Welcome back to the show.
It's anti-war radio.
I'm Scott Horton.
Our next guest on the show is William Bupert.
Bupert?
Bupert.
Yeah, I said it wrong.
Of course I did.
He gave a great speech at the Freedom Summit over the weekend, and I got to sit there and watch it and listen to it.
Welcome to the show.
Hey, thank you.
And thanks for all the work you do for us, Scott.
Oh, well, you're welcome, and thanks for saying so.
I should also mention people can find your archive at lewrockwell.com, and you've got a lot of really good essays here.
I'd scanned down at the very beginning and read the first one, and it's all about the Iraq War.
And it's from 2003, and it's about how the war's already lost.
And I remember you said during your speech that you are an Army veteran and a counterinsurgency expert.
I was wondering if you could tell us a little bit more about that, and maybe we can start with your insights into the Iraq War way back then.
Certainly, and it's so kind of you to go back in my archives.
They can also find my re-flagged website, which is zerogov.com.
Zerogov.com.
I like that.
Yes.
You and me are going to get along.
Okay.
Terrific.
I am a retired Army officer, and I served in a number of positions in both paratroop and elite formations.
And I was also an intelligence officer and a special forces fellow.
And during that time, of course, one has to be something of an expert or expert in unconventional warfare, guerrilla warfare, counterinsurgency, insurgencies, those kind of things.
And I did have occasion during my long period of my adult life, which I spent in the military, to do those kind of things, mostly in Bosnia, Kosovo, and Southeast Asia.
Not Vietnam.
I'm not that old.
Wow.
When did your career in the Army end?
2003.
As a matter of fact, I was just set for retirement, but I was thinking about continuing on.
But what I saw blooming with the Iraq War and what I had seen in the two years in 2003 with our invasion of Afghanistan, I saw the writing on the wall.
And I saw that it was a disaster of biblical proportions in the making for both our war and our occupation in both of those places, which, of course, as you're well aware, Scott, has been expanded globally to Yemen and Pakistan.
And Lord knows what, we're not privy to yet until Assange lets us know where that is.
Yeah, exactly.
Well, yeah, I used to pay a lot of attention to David Hackworth back in those days.
He would be interviewed quite regularly on the AM station in San Antonio that blasted really loud.
You could hear it from Austin just fine, 5.50 AM there.
And he was just laying it down and saying, you know, all I care about is the soldiers.
And that means that they should only ever be made to go and fight when it's absolutely necessary.
Not only is this unnecessary, it's going to be an absolute disaster.
And let me count the ways.
You know how Hackworth was.
He's just hardcore.
And, you know, Brooke, no argument whatsoever.
I remember him even telling Hannity, you be quiet, boy, and you listen to me.
And Hannity going, yes, sir, Mr.
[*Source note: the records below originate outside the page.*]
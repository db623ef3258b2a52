pub mod interaction;
pub mod preferences;
pub mod product;
pub mod recommendation;

pub use interaction::{Interaction, InteractionType, InteractionUpdate};
pub use preferences::{PriceRange, UserPreferences};
pub use product::{Product, ProductFilters};
pub use recommendation::{
    Algorithm, ConfidenceLevel, Recommendation, RecommendationResult, RecommendationUpdate,
};
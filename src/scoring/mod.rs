use crate::config::Config;
use crate::models::{Algorithm, Product, ProductFilters, Recommendation, UserPreferences};
use std::sync::Arc;
use tracing::debug;

pub const CATEGORY_WEIGHT: f64 = 0.4;
pub const BRAND_WEIGHT: f64 = 0.3;
pub const PRICE_WEIGHT: f64 = 0.2;
pub const STYLE_WEIGHT: f64 = 0.1;

/// Normalized [0,1] match between stated preferences and one product.
///
/// Each component is a binary hit or miss worth its full weight. The style
/// weight drops out of the denominator entirely when the product carries no
/// style attribute, so a styleless product can still score a perfect 1.0.
pub fn match_score(preferences: &UserPreferences, product: &Product) -> f64 {
    let mut awarded = 0.0;
    let mut applicable = CATEGORY_WEIGHT + BRAND_WEIGHT + PRICE_WEIGHT;

    if preferences.has_category(&product.category) {
        awarded += CATEGORY_WEIGHT;
    }

    if preferences.has_brand(&product.brand) {
        awarded += BRAND_WEIGHT;
    }

    if preferences.price_range().contains(product.price) {
        awarded += PRICE_WEIGHT;
    }

    if let Some(ref style) = product.style {
        applicable += STYLE_WEIGHT;
        if preferences.has_style(style) {
            awarded += STYLE_WEIGHT;
        }
    }

    awarded / applicable
}

/// Explicit context object for a scoring pass. Holds the tunable windows and
/// floors; the entity-level semantics stay on the entities themselves.
#[derive(Debug, Clone)]
pub struct ScoringEngine {
    config: Arc<Config>,
}

impl ScoringEngine {
    pub fn new(config: Arc<Config>) -> Self {
        Self { config }
    }

    /// Scores a candidate set for one user under one algorithm label.
    /// Unavailable products and candidates below the configured score floor
    /// are rejected; survivors become recommendations with the configured
    /// validity window, sorted by score descending.
    pub fn score_candidates(
        &self,
        user_id: i64,
        preferences: &UserPreferences,
        candidates: &[Product],
        algorithm: Algorithm,
    ) -> Vec<Recommendation> {
        let floor = self.config.scoring.min_score_floor;
        let ttl_hours = self.config.scoring.default_ttl_hours;

        let mut recommendations: Vec<Recommendation> = candidates
            .iter()
            .filter(|product| product.availability)
            .filter_map(|product| {
                let score = match_score(preferences, product);
                if score < floor {
                    debug!(
                        product_id = product.product_id,
                        score, floor, "candidate below score floor, rejected"
                    );
                    return None;
                }
                Some(Recommendation::with_ttl_hours(
                    user_id,
                    product.product_id,
                    score,
                    algorithm,
                    ttl_hours,
                ))
            })
            .collect();

        recommendations.sort_by(|a, b| {
            b.score
                .partial_cmp(&a.score)
                .unwrap_or(std::cmp::Ordering::Equal)
        });

        debug!(
            user_id,
            candidates = candidates.len(),
            kept = recommendations.len(),
            ?algorithm,
            "scored candidate set"
        );

        recommendations
    }

    /// Same pipeline with a caller-supplied pre-filter applied first.
    pub fn score_candidates_filtered(
        &self,
        user_id: i64,
        preferences: &UserPreferences,
        candidates: &[Product],
        filters: &ProductFilters,
        algorithm: Algorithm,
    ) -> Vec<Recommendation> {
        let filtered: Vec<Product> = candidates
            .iter()
            .filter(|product| filters.matches(product))
            .cloned()
            .collect();

        self.score_candidates(user_id, preferences, &filtered, algorithm)
    }
}

#[cfg(test)]
mod tests {
    use super::*;
    use crate::models::PriceRange;

    fn sample_prefs() -> UserPreferences {
        UserPreferences::new(
            vec!["Electronics".to_string()],
            vec!["Apple".to_string()],
            PriceRange::new(10.0, 500.0),
            vec!["Modern".to_string()],
        )
        .unwrap()
    }

    #[test]
    fn test_full_match_scores_one() {
        let prefs = sample_prefs();
        let product =
            Product::new(1, "iPhone", "Electronics", "Apple", 100.0).with_style("Modern");
        assert_eq!(match_score(&prefs, &product), 1.0);
    }

    #[test]
    fn test_brand_miss_scores_point_seven() {
        let prefs = sample_prefs();
        let product = Product::new(1, "Shoes", "Electronics", "Nike", 100.0).with_style("Modern");
        assert!((match_score(&prefs, &product) - 0.7).abs() < 1e-9);
    }

    #[test]
    fn test_styleless_product_can_still_score_one() {
        let prefs = sample_prefs();
        let product = Product::new(1, "iPhone", "Electronics", "Apple", 100.0);
        assert_eq!(match_score(&prefs, &product), 1.0);
    }

    #[test]
    fn test_style_miss_counts_against_denominator() {
        let prefs = sample_prefs();
        let product =
            Product::new(1, "iPhone", "Electronics", "Apple", 100.0).with_style("Rustic");
        assert!((match_score(&prefs, &product) - 0.9).abs() < 1e-9);
    }

    #[test]
    fn test_price_bounds_inclusive() {
        let prefs = sample_prefs();
        let at_min = Product::new(1, "Cable", "Electronics", "Apple", 10.0);
        let at_max = Product::new(2, "Monitor", "Electronics", "Apple", 500.0);
        assert_eq!(match_score(&prefs, &at_min), 1.0);
        assert_eq!(match_score(&prefs, &at_max), 1.0);
    }

    #[test]
    fn test_score_always_bounded() {
        let prefs = sample_prefs();
        let products = [
            Product::new(1, "a", "Books", "Penguin", 2000.0),
            Product::new(2, "b", "Electronics", "Apple", 100.0).with_style("Modern"),
            Product::new(3, "c", "Books", "Apple", 9.99).with_style("Rustic"),
        ];
        for product in &products {
            let score = match_score(&prefs, product);
            assert!((0.0..=1.0).contains(&score), "score {score} out of bounds");
        }
    }

    #[test]
    fn test_engine_rejects_below_floor_and_sorts() {
        let engine = ScoringEngine::new(Arc::new(Config::default()));
        let prefs = sample_prefs();

        let candidates = vec![
            // Full match -> 1.0
            Product::new(10, "iPhone", "Electronics", "Apple", 100.0).with_style("Modern"),
            // Nothing matches -> 0.0, below the 0.2 floor
            Product::new(11, "Novel", "Books", "Penguin", 2000.0),
            // Price only -> 0.2, exactly at the floor
            Product::new(12, "Mug", "Kitchen", "Acme", 15.0),
        ];

        let recs = engine.score_candidates(7, &prefs, &candidates, Algorithm::ContentBased);
        assert_eq!(recs.len(), 2);
        assert_eq!(recs[0].product_id, 10);
        assert_eq!(recs[1].product_id, 12);
        assert!(recs[0].score >= recs[1].score);
        assert!(recs.iter().all(|r| r.user_id == 7));
    }

    #[test]
    fn test_engine_skips_unavailable_products() {
        let engine = ScoringEngine::new(Arc::new(Config::default()));
        let prefs = sample_prefs();

        let candidates = vec![Product::new(10, "iPhone", "Electronics", "Apple", 100.0)
            .with_availability(false)];
        let recs = engine.score_candidates(7, &prefs, &candidates, Algorithm::Hybrid);
        assert!(recs.is_empty());
    }

    #[test]
    fn test_engine_applies_pre_filters() {
        let engine = ScoringEngine::new(Arc::new(Config::default()));
        let prefs = sample_prefs();

        let candidates = vec![
            Product::new(10, "iPhone", "Electronics", "Apple", 100.0),
            Product::new(11, "MacBook", "Electronics", "Apple", 450.0),
        ];
        let filters = ProductFilters {
            max_price: Some(200.0),
            ..Default::default()
        };

        let recs = engine.score_candidates_filtered(
            7,
            &prefs,
            &candidates,
            &filters,
            Algorithm::Collaborative,
        );
        assert_eq!(recs.len(), 1);
        assert_eq!(recs[0].product_id, 10);
    }
}
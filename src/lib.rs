pub mod config;
pub mod models;
pub mod scoring;
pub mod stats;
pub mod utils;

pub use config::Config;
pub use models::*;
pub use scoring::{match_score, ScoringEngine};
use crate::models::{Algorithm, ConfidenceLevel, Interaction, InteractionType, Recommendation};
use crate::utils::{mean, safe_rate};
use chrono::{DateTime, Utc};
use serde::{Deserialize, Serialize};
use std::collections::HashMap;

use crate::models::recommendation::DEFAULT_EXPIRING_SOON_HOURS;

/// Counts by interaction type across a population.
#[derive(Debug, Clone, PartialEq, Serialize, Deserialize)]
pub struct InteractionStats {
    pub views: usize,
    pub likes: usize,
    pub dislikes: usize,
    pub purchases: usize,
    pub total: usize,
    pub last_interaction_at: Option<DateTime<Utc>>,
}

/// Per-product or per-user engagement summary with zero-guarded rates.
#[derive(Debug, Clone, PartialEq, Serialize, Deserialize)]
pub struct EngagementStats {
    pub views: usize,
    pub likes: usize,
    pub dislikes: usize,
    pub purchases: usize,
    pub conversion_rate: f64,
    pub engagement_rate: f64,
}

#[derive(Debug, Clone, Copy, PartialEq, Eq, Serialize, Deserialize)]
pub struct ExpirationStats {
    pub expired: usize,
    pub expiring_soon: usize,
    pub active: usize,
}

#[derive(Debug, Clone, Serialize, Deserialize)]
pub struct RecommendationStats {
    pub total_recommendations: usize,
    pub average_score: f64,
    pub high_confidence_count: usize,
    pub medium_confidence_count: usize,
    pub low_confidence_count: usize,
    pub algorithm_distribution: HashMap<Algorithm, usize>,
    pub expiration: ExpirationStats,
}

pub fn interaction_stats(interactions: &[Interaction]) -> InteractionStats {
    let mut stats = InteractionStats {
        views: 0,
        likes: 0,
        dislikes: 0,
        purchases: 0,
        total: interactions.len(),
        last_interaction_at: None,
    };

    for interaction in interactions {
        match interaction.interaction_type {
            InteractionType::View => stats.views += 1,
            InteractionType::Like => stats.likes += 1,
            InteractionType::Dislike => stats.dislikes += 1,
            InteractionType::Purchase => stats.purchases += 1,
            InteractionType::Favorite | InteractionType::Rating => {}
        }

        stats.last_interaction_at = match stats.last_interaction_at {
            Some(latest) if latest >= interaction.timestamp => Some(latest),
            _ => Some(interaction.timestamp),
        };
    }

    stats
}

pub fn product_analytics(interactions: &[Interaction], product_id: i64) -> EngagementStats {
    engagement_stats(
        interactions
            .iter()
            .filter(|i| i.product_id == product_id),
    )
}

pub fn user_analytics(interactions: &[Interaction], user_id: i64) -> EngagementStats {
    engagement_stats(interactions.iter().filter(|i| i.user_id == user_id))
}

fn engagement_stats<'a>(interactions: impl Iterator<Item = &'a Interaction>) -> EngagementStats {
    let mut views = 0usize;
    let mut likes = 0usize;
    let mut dislikes = 0usize;
    let mut purchases = 0usize;

    for interaction in interactions {
        match interaction.interaction_type {
            InteractionType::View => views += 1,
            InteractionType::Like => likes += 1,
            InteractionType::Dislike => dislikes += 1,
            InteractionType::Purchase => purchases += 1,
            InteractionType::Favorite | InteractionType::Rating => {}
        }
    }

    EngagementStats {
        views,
        likes,
        dislikes,
        purchases,
        conversion_rate: safe_rate(purchases as u64, views as u64),
        engagement_rate: safe_rate((likes + purchases) as u64, views as u64),
    }
}

/// Summarizes a recommendation population for quality monitoring. The
/// expiration buckets are mutually exclusive: expired wins, then
/// expiring-soon, and "active" means neither.
pub fn recommendation_stats(recommendations: &[Recommendation]) -> RecommendationStats {
    let mut stats = RecommendationStats {
        total_recommendations: recommendations.len(),
        average_score: mean(
            &recommendations
                .iter()
                .map(|r| r.score)
                .collect::<Vec<f64>>(),
        ),
        high_confidence_count: 0,
        medium_confidence_count: 0,
        low_confidence_count: 0,
        algorithm_distribution: HashMap::new(),
        expiration: ExpirationStats {
            expired: 0,
            expiring_soon: 0,
            active: 0,
        },
    };

    for rec in recommendations {
        match rec.confidence_level() {
            ConfidenceLevel::High => stats.high_confidence_count += 1,
            ConfidenceLevel::Medium => stats.medium_confidence_count += 1,
            ConfidenceLevel::Low => stats.low_confidence_count += 1,
        }

        *stats
            .algorithm_distribution
            .entry(rec.algorithm)
            .or_insert(0) += 1;

        if rec.is_expired() {
            stats.expiration.expired += 1;
        } else if rec.is_expiring_soon(DEFAULT_EXPIRING_SOON_HOURS) {
            stats.expiration.expiring_soon += 1;
        } else {
            stats.expiration.active += 1;
        }
    }

    stats
}

/// Keeps records scoring at least `min_score`, additionally dropping expired
/// ones when requested.
pub fn filter_by_quality(
    recommendations: &[Recommendation],
    min_score: f64,
    exclude_expired: bool,
) -> Vec<Recommendation> {
    recommendations
        .iter()
        .filter(|r| r.score >= min_score)
        .filter(|r| !exclude_expired || !r.is_expired())
        .cloned()
        .collect()
}

/// Stable sort by score.
pub fn sort_by_score(recommendations: &mut [Recommendation], descending: bool) {
    recommendations.sort_by(|a, b| {
        let ordering = a
            .score
            .partial_cmp(&b.score)
            .unwrap_or(std::cmp::Ordering::Equal);
        if descending {
            ordering.reverse()
        } else {
            ordering
        }
    });
}
use std::collections::HashMap;

/// Attributes of a tag, by name.
pub type AttributeMap = HashMap<String, String>;

/// A generic child of a tag, before it is given any meaning.
#[derive(Debug, Clone, PartialEq, Eq)]
pub enum GenericNode {
    /// A tag with no child tags: it has text content and attributes.
    Leaf {
        /// Tag name.
        name: String,
        /// Trimmed text content.
        value: String,
        /// Attributes of the tag.
        attributes: AttributeMap,
    },
    /// A tag with child tags.
    List {
        /// Tag name.
        name: String,
        /// Child tags, in document order.
        children: Vec<GenericNode>,
    },
}

impl GenericNode {
    /// Creates a [`GenericNode::Leaf`].
    pub fn leaf(name: impl Into<String>, attributes: AttributeMap, value: impl Into<String>) -> Self {
        GenericNode::Leaf {
            name: name.into(),
            value: value.into(),
            attributes,
        }
    }

    /// Creates a [`GenericNode::List`].
    pub fn list(name: impl Into<String>, children: Vec<GenericNode>) -> Self {
        GenericNode::List {
            name: name.into(),
            children,
        }
    }

    /// The tag name of the node.
    pub fn name(&self) -> &str {
        match self {
            GenericNode::Leaf { name, .. } | GenericNode::List { name, .. } => name,
        }
    }
}
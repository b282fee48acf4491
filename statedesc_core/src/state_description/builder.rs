use super::{StateDescriptor, StateOption};
use bigdecimal::BigDecimal;
use log::trace;

/// Defines and builds a [`StateDescriptor`].
///
/// Every field starts unset (the read-only flag starts `false` and there are no options),
/// and each setter only writes the field it names.
/// Building consumes the builder, so a draft cannot be reused once its descriptor exists.
#[derive(Debug, Clone, Default)]
pub struct StateDescriptorBuilder {
    minimum: Option<BigDecimal>,
    maximum: Option<BigDecimal>,
    step: Option<BigDecimal>,
    pattern: Option<String>,
    read_only: bool,
    options: Vec<StateOption>,
}

impl StateDescriptorBuilder {
    /// Creates a new [`StateDescriptorBuilder`] with no field set.
    pub fn new() -> Self {
        Self::default()
    }

    /// Sets the lower bound of the state's value.
    pub fn with_minimum(mut self, minimum: BigDecimal) -> Self {
        self.minimum = Some(minimum);
        self
    }

    /// Sets the upper bound of the state's value.
    pub fn with_maximum(mut self, maximum: BigDecimal) -> Self {
        self.maximum = Some(maximum);
        self
    }

    /// Sets the increment by which the state's value changes.
    pub fn with_step(mut self, step: BigDecimal) -> Self {
        self.step = Some(step);
        self
    }

    /// Sets the pattern used to render the state's value.
    pub fn with_pattern(mut self, pattern: impl Into<String>) -> Self {
        self.pattern = Some(pattern.into());
        self
    }

    /// Sets whether the state can only be observed.
    pub fn with_read_only(mut self, read_only: bool) -> Self {
        self.read_only = read_only;
        self
    }

    /// Replaces the options with the given ones, keeping their order.
    pub fn with_options(mut self, options: Vec<StateOption>) -> Self {
        self.options = options;
        self
    }

    /// Appends a single option after the ones already present.
    pub fn with_option(mut self, option: StateOption) -> Self {
        self.options.push(option);
        self
    }

    /// Builds the [`StateDescriptor`] from the fields set so far.
    pub fn build(mut self) -> StateDescriptor {
        trace!(
            "building state description with {} options",
            self.options.len()
        );
        self.options.shrink_to_fit();
        StateDescriptor {
            minimum: self.minimum,
            maximum: self.maximum,
            step: self.step,
            pattern: self.pattern,
            read_only: self.read_only,
            options: self.options,
        }
    }
}

#[cfg(test)]
mod tests {
    use super::*;

    #[test]
    fn only_set_fields() {
        let descriptor = StateDescriptorBuilder::new()
            .with_maximum(BigDecimal::from(10))
            .build();
        assert!(descriptor.minimum().is_none());
        assert_eq!(descriptor.maximum(), Some(&BigDecimal::from(10)));
        assert!(descriptor.step().is_none());
        assert!(descriptor.pattern().is_none());
    }

    #[test]
    fn options_replace_then_append() {
        let descriptor = StateDescriptorBuilder::new()
            .with_option(StateOption::new("a", "A"))
            .with_options(vec![StateOption::new("b", "B"), StateOption::new("c", "C")])
            .with_option(StateOption::new("d", "D"))
            .build();
        let values: Vec<_> = descriptor.options().iter().map(StateOption::value).collect();
        assert_eq!(values, ["b", "c", "d"]);
    }

    #[test]
    fn read_only_last_write_wins() {
        let descriptor = StateDescriptorBuilder::new()
            .with_read_only(true)
            .with_read_only(false)
            .build();
        assert!(!descriptor.is_read_only());
    }
}
//! Implementation of state descriptions.
//!
//! A _state description_ is given by:
//!
//! - an optional _minimum_ and an optional _maximum_ bounding the numeric value of the state;
//! - an optional _step_ by which the value can be changed;
//! - an optional _pattern_ used to render the value;
//! - a _read-only_ flag, telling whether the state can be commanded or only observed;
//! - an ordered list of _options_, i.e., the discrete values the state can take, each with a label.
//!
//! Numeric fields are exact decimals, so that `0.1` stays `0.1`.
//! A field that was never set is distinct from a field set to zero.
//!
//! A description is represented by a [`StateDescriptor`] and defined through a [`StateDescriptorBuilder`],
//! by setting, one at a time, the fields that are known.
//! Then, the [`StateDescriptor`] is built from the [`StateDescriptorBuilder`]
//! and can no longer be altered.
//!
//! ```
//! # use statedesc_core::{BigDecimal, StateDescriptorBuilder, StateOption};
//! # use std::str::FromStr;
//! // Create a new draft
//! let builder = StateDescriptorBuilder::new();
//!
//! // Set only the fields that are known
//! let descriptor = builder
//!     .with_minimum(BigDecimal::from(0))
//!     .with_step(BigDecimal::from_str("0.5").expect("decimal literal"))
//!     .with_option(StateOption::new("1", "On"))
//!     .with_option(StateOption::new("0", "Off"))
//!     .build();
//!
//! // Fields that were set are there, exactly as given
//! assert_eq!(descriptor.minimum(), Some(&BigDecimal::from(0)));
//! assert_eq!(descriptor.step().map(ToString::to_string).as_deref(), Some("0.5"));
//!
//! // Fields that were not set stay unset
//! assert!(descriptor.maximum().is_none());
//! assert!(descriptor.pattern().is_none());
//! assert!(!descriptor.is_read_only());
//!
//! // Options keep the order in which they were given
//! let labels: Vec<_> = descriptor.options().iter().map(StateOption::label).collect();
//! assert_eq!(labels, ["On", "Off"]);
//! ```

mod builder;

use bigdecimal::BigDecimal;
pub use builder::*;
use serde::Serialize;

/// One discrete value a state can take, together with the label to display for it.
#[derive(Debug, Clone, PartialEq, Eq, Hash, Serialize)]
pub struct StateOption {
    value: String,
    label: String,
}

impl StateOption {
    /// Creates a new [`StateOption`] from its value and label.
    pub fn new(value: impl Into<String>, label: impl Into<String>) -> Self {
        Self {
            value: value.into(),
            label: label.into(),
        }
    }

    /// The value the state takes when this option is selected.
    pub fn value(&self) -> &str {
        &self.value
    }

    /// The label to display for this option.
    pub fn label(&self) -> &str {
        &self.label
    }
}

/// An immutable description of the value range and presentation of a state.
///
/// These cannot be directly created or manipulated,
/// but have to be built by a [`StateDescriptorBuilder`].
#[derive(Debug, Clone, PartialEq, Eq, Serialize)]
#[serde(rename_all = "camelCase")]
pub struct StateDescriptor {
    #[serde(skip_serializing_if = "Option::is_none")]
    minimum: Option<BigDecimal>,
    #[serde(skip_serializing_if = "Option::is_none")]
    maximum: Option<BigDecimal>,
    #[serde(skip_serializing_if = "Option::is_none")]
    step: Option<BigDecimal>,
    #[serde(skip_serializing_if = "Option::is_none")]
    pattern: Option<String>,
    read_only: bool,
    options: Vec<StateOption>,
}

impl StateDescriptor {
    /// Creates a new, empty [`StateDescriptorBuilder`].
    ///
    /// Shortcut for [`StateDescriptorBuilder::new`].
    pub fn builder() -> StateDescriptorBuilder {
        StateDescriptorBuilder::new()
    }

    /// The lower bound of the state's value, if any.
    pub fn minimum(&self) -> Option<&BigDecimal> {
        self.minimum.as_ref()
    }

    /// The upper bound of the state's value, if any.
    pub fn maximum(&self) -> Option<&BigDecimal> {
        self.maximum.as_ref()
    }

    /// The increment by which the state's value changes, if any.
    pub fn step(&self) -> Option<&BigDecimal> {
        self.step.as_ref()
    }

    /// The pattern used to render the state's value, if any.
    pub fn pattern(&self) -> Option<&str> {
        self.pattern.as_deref()
    }

    /// Whether the state can only be observed and not commanded.
    pub fn is_read_only(&self) -> bool {
        self.read_only
    }

    /// The discrete options for the state's value, in display order.
    pub fn options(&self) -> &[StateOption] {
        &self.options
    }
}
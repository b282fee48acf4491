use criterion::{BenchmarkId, Criterion, criterion_group, criterion_main};
use statedesc_xml::*;
use std::hint::black_box;

#[inline(always)]
fn attributes() -> AttributeMap {
    [
        (ATTR_MIN, "-40"),
        (ATTR_MAX, "125.5"),
        (ATTR_STEP, "0.1"),
        (ATTR_PATTERN, "%.1f °C"),
        (ATTR_READ_ONLY, "true"),
    ]
    .into_iter()
    .map(|(k, v)| (k.to_string(), v.to_string()))
    .collect()
}

#[inline(always)]
fn options(len: usize) -> Vec<GenericNode> {
    let children = (0..len)
        .map(|i| {
            let attributes = AttributeMap::from([(ATTR_VALUE.to_string(), i.to_string())]);
            GenericNode::leaf(TAG_OPTION, attributes, format!("Option {i}"))
        })
        .collect();
    vec![GenericNode::list(TAG_OPTIONS, children)]
}

#[inline(always)]
fn document(len: usize) -> String {
    let mut xml = String::from("<thing-descriptions>");
    for _ in 0..len {
        xml.push_str(
            r#"<channel-type><label>Mode</label><state pattern="%s"><options><option value="A">Auto</option><option value="M">Manual</option></options></state></channel-type>"#,
        );
    }
    xml.push_str("</thing-descriptions>");
    xml
}

fn criterion_benchmark(c: &mut Criterion) {
    let attributes = attributes();
    c.bench_function("scalars", |b| {
        b.iter(|| parse_state(black_box(&attributes), &[]))
    });
    for len in [1, 10, 100] {
        let children = options(len);
        c.bench_with_input(BenchmarkId::new("options", len), &children, |b, children| {
            b.iter(|| parse_state(&attributes, black_box(children)))
        });
    }
    for len in [1, 100] {
        let xml = document(len);
        c.bench_with_input(BenchmarkId::new("document", len), &xml, |b, xml| {
            b.iter(|| from_str(black_box(xml)))
        });
    }
}

criterion_group!(benches, criterion_benchmark);
criterion_main!(benches);
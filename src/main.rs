use clap::Parser;
use statedesc::Cli;

fn main() {
    env_logger::init();
    let cli = Cli::parse();
    let result = cli.run(&mut std::io::stdout().lock());
    if let Err(err) = result {
        eprintln!("ERROR: {err:#}");
        std::process::exit(1);
    }
}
Hackworth.
But still, not enough people would listen.
You know, there were some who it got through to.
But it sounds like you're coming a lot from that same point of view from the inside of the Army going, well, you know, I don't know what Paul Wolfowitz thinks is going to happen here, but it's not what I'm looking at.
What the history is going to show is that from 2000 and 9-1-1 and Afghanistan and Iraq, in the first 10 years of this conflict, there was practically a junior officer revolt in the U.S. Army and the other services because they saw that of the 21 causes that Bush gave us to go into Iraq, none of them made sense.
As a matter of fact, the director of the DOD Public Affairs Office published a five-volume study showing conclusively and definitively there was no linkage whatsoever between the events of 9-1-1 and Saddam Hussein.
And, you know, we know that you were very kind to point out that the daytime stamp on my first essay I wrote for Lew Rockwell showed that we hadn't even declared victory yet, yet I was telling everybody that an insurgency would come and that we would fail in quelling that.
But the problem is this, is that since the end of World War II, there is no Muslim insurgency that has been quashed, none that have failed.
They've all succeeded, or at least they're still in the middle of a conflict now.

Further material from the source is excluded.